ROANOKE TIMES

                         Roanoke Times
                 Copyright (c) 1995, Landmark Communications, Inc.

DATE: WEDNESDAY, May 31, 1995                   TAG: 9505310097
SECTION: NATIONAL/INTERNATIONAL                    PAGE: C-5   EDITION: METRO 
SOURCE: Los Angeles Times
DATELINE:                                 LENGTH: Medium


GENE COULD AID BALD TREATMENTS

Scientists are close to identifying a hair-growth gene responsible for an extremely rare disease that is most likely the source of ancient werewolf legends, a finding that serves as a dramatic reminder of humans' evolutionary proximity to their animal predecessors.

The disease, called congenital generalized hypertrichosis, is characterized by excessive amounts of hair on the face and upper body. When the hair is shaved off, however, victims appear normal, thereby stimulating the belief that werewolves were seemingly normal people who underwent a mysterious metamorphosis in the light of a full moon.
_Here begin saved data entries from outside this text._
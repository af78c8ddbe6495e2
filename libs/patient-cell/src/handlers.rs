use std::sync::Arc;

use axum::{
    extract::{Extension, Path, State},
    Json,
};
use serde_json::{json, Value};
use uuid::Uuid;

use shared_database::AppState;
use shared_models::auth::{Role, User};
use shared_models::error::AppError;
use shared_utils::extractor::{require_role, require_self};

use crate::models::{RegisterPatientRequest, UpdatePatientRequest};
use crate::services::PatientService;

fn patient_service(state: &AppState) -> PatientService {
    PatientService::new(state.store.clone(), state.feed.clone())
}

#[axum::debug_handler]
pub async fn register_patient(
    State(state): State<Arc<AppState>>,
    Extension(user): Extension<User>,
    Json(request): Json<RegisterPatientRequest>,
) -> Result<Json<Value>, AppError> {
    let patient_id = require_role(&user, Role::Patient)?;

    let patient = patient_service(&state).register_patient(patient_id, request).await?;
    Ok(Json(json!(patient)))
}

/// Patients see their own profile; doctors may look up any patient.
#[axum::debug_handler]
pub async fn get_patient(
    State(state): State<Arc<AppState>>,
    Path(patient_id): Path<Uuid>,
    Extension(user): Extension<User>,
) -> Result<Json<Value>, AppError> {
    if user.clinic_role() != Some(Role::Doctor) {
        require_self(&user, Role::Patient, patient_id)?;
    }

    let patient = patient_service(&state).get_patient(patient_id).await?;
    Ok(Json(json!(patient)))
}

#[axum::debug_handler]
pub async fn update_patient(
    State(state): State<Arc<AppState>>,
    Path(patient_id): Path<Uuid>,
    Extension(user): Extension<User>,
    Json(request): Json<UpdatePatientRequest>,
) -> Result<Json<Value>, AppError> {
    require_self(&user, Role::Patient, patient_id)?;

    let patient = patient_service(&state).update_patient(patient_id, request).await?;
    Ok(Json(json!(patient)))
}

#[axum::debug_handler]
pub async fn get_dashboard(
    State(state): State<Arc<AppState>>,
    Path(patient_id): Path<Uuid>,
    Extension(user): Extension<User>,
) -> Result<Json<Value>, AppError> {
    require_self(&user, Role::Patient, patient_id)?;

    let dashboard = patient_service(&state).dashboard(patient_id).await?;
    Ok(Json(json!(dashboard)))
}
pub mod booking;
pub mod rating;

pub use booking::AppointmentBookingService;
pub use rating::RatingService;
Verified victims of the disease, who have numbered perhaps 50 since the Middle Ages, have often worked in circuses as ``ape men,'' ``wolf men'' or ``human werewolves.''

Although identification of the gene may have little practical value for victims of the disorder, it may shed much more light on the regulation of hair growth, a subject about which scientists know surprisingly little. That, in turn, could eventually lead to new treatments for baldness.
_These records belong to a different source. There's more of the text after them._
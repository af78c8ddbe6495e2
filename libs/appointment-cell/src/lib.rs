pub mod handlers;
pub mod models;
pub mod router;
pub mod services;

pub use models::*;
pub use services::{AppointmentBookingService, RatingService};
Once scientists learn ``what the gene is and how it works, we will have gone a long way toward understanding the causes of baldness in people,'' said developmental biologist Gail Martin of the University of California, San Francisco. ``That has tremendous psychological and commercial value. Hair growth is very important to people.''

An international team headed by molecular geneticist Pragna I. Patel of the Baylor College of Medicine in Houston reports in today's edition of the journal Nature Genetics that they have narrowed the location of the gene to a small region of the X chromosome, one of the two sex-determining chromosomes.

Their search for the precise location is proceeding slowly, however, because they have not been able to identify enough victims of the disorder to use conventional gene identification techniques. All of their studies have been conducted on one Mexican family that has 18 affected members.
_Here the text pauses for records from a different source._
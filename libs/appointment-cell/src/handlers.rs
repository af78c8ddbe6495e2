// libs/appointment-cell/src/handlers.rs
use std::sync::Arc;

use axum::{
    extract::{Extension, Path, State},
    Json,
};
use serde_json::{json, Value};
use uuid::Uuid;

use shared_database::AppState;
use shared_models::auth::{Role, User};
use shared_models::clinic::Appointment;
use shared_models::error::AppError;
use shared_utils::extractor::require_role;

use crate::models::{AddRatingRequest, BookAppointmentRequest, RescheduleAppointmentRequest, UpdateStatusRequest};
use crate::services::{AppointmentBookingService, RatingService};

fn booking_service(state: &AppState) -> AppointmentBookingService {
    AppointmentBookingService::new(state.store.clone(), state.feed.clone())
}

/// The appointment's patient and doctor may both act on it.
fn ensure_participant(user: &User, appointment: &Appointment) -> Result<(), AppError> {
    if user.is(Role::Patient, appointment.patient_id) || user.is(Role::Doctor, appointment.doctor_id) {
        Ok(())
    } else {
        Err(AppError::Forbidden("Not authorized to access this appointment".to_string()))
    }
}

#[axum::debug_handler]
pub async fn book_appointment(
    State(state): State<Arc<AppState>>,
    Extension(user): Extension<User>,
    Json(request): Json<BookAppointmentRequest>,
) -> Result<Json<Value>, AppError> {
    let patient_id = require_role(&user, Role::Patient)?;

    let appointment = booking_service(&state).book_appointment(patient_id, request).await?;
    Ok(Json(json!(appointment)))
}

#[axum::debug_handler]
pub async fn get_appointment(
    State(state): State<Arc<AppState>>,
    Path(appointment_id): Path<Uuid>,
    Extension(user): Extension<User>,
) -> Result<Json<Value>, AppError> {
    let appointment = booking_service(&state).get_appointment(appointment_id).await?;
    ensure_participant(&user, &appointment)?;

    Ok(Json(json!(appointment)))
}

#[axum::debug_handler]
pub async fn reschedule_appointment(
    State(state): State<Arc<AppState>>,
    Path(appointment_id): Path<Uuid>,
    Extension(user): Extension<User>,
    Json(request): Json<RescheduleAppointmentRequest>,
) -> Result<Json<Value>, AppError> {
    let service = booking_service(&state);
    let current = service.get_appointment(appointment_id).await?;
    ensure_participant(&user, &current)?;

    let appointment = service.reschedule_appointment(appointment_id, request).await?;
    Ok(Json(json!(appointment)))
}

#[axum::debug_handler]
pub async fn update_status(
    State(state): State<Arc<AppState>>,
    Path(appointment_id): Path<Uuid>,
    Extension(user): Extension<User>,
    Json(request): Json<UpdateStatusRequest>,
) -> Result<Json<Value>, AppError> {
    let service = booking_service(&state);
    let current = service.get_appointment(appointment_id).await?;
    ensure_participant(&user, &current)?;

    let appointment = service.update_status(appointment_id, request.status).await?;
    Ok(Json(json!(appointment)))
}

#[axum::debug_handler]
pub async fn add_rating(
    State(state): State<Arc<AppState>>,
    Path(appointment_id): Path<Uuid>,
    Extension(user): Extension<User>,
    Json(request): Json<AddRatingRequest>,
) -> Result<Json<Value>, AppError> {
    let patient_id = require_role(&user, Role::Patient)?;

    let rating = RatingService::new(state.store.clone(), state.feed.clone())
        .add_rating(appointment_id, patient_id, request)
        .await?;

    Ok(Json(json!({
        "message": "Thank you for your feedback!",
        "rating": rating
    })))
}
The excessive hair growth caused by the disorder is probably a typical example of what scientists term an atavistic genetic defect - a mutation that unleashes a gene that has been suppressed during evolution. Human ancestors were once covered with hair from head to foot.

During the course of evolution, they did not actually lose the gene that produced the excessive hair, researchers believe. Instead, the normal activity of that gene was curtailed. The defect in the Mexican family simply allows that gene to function once again.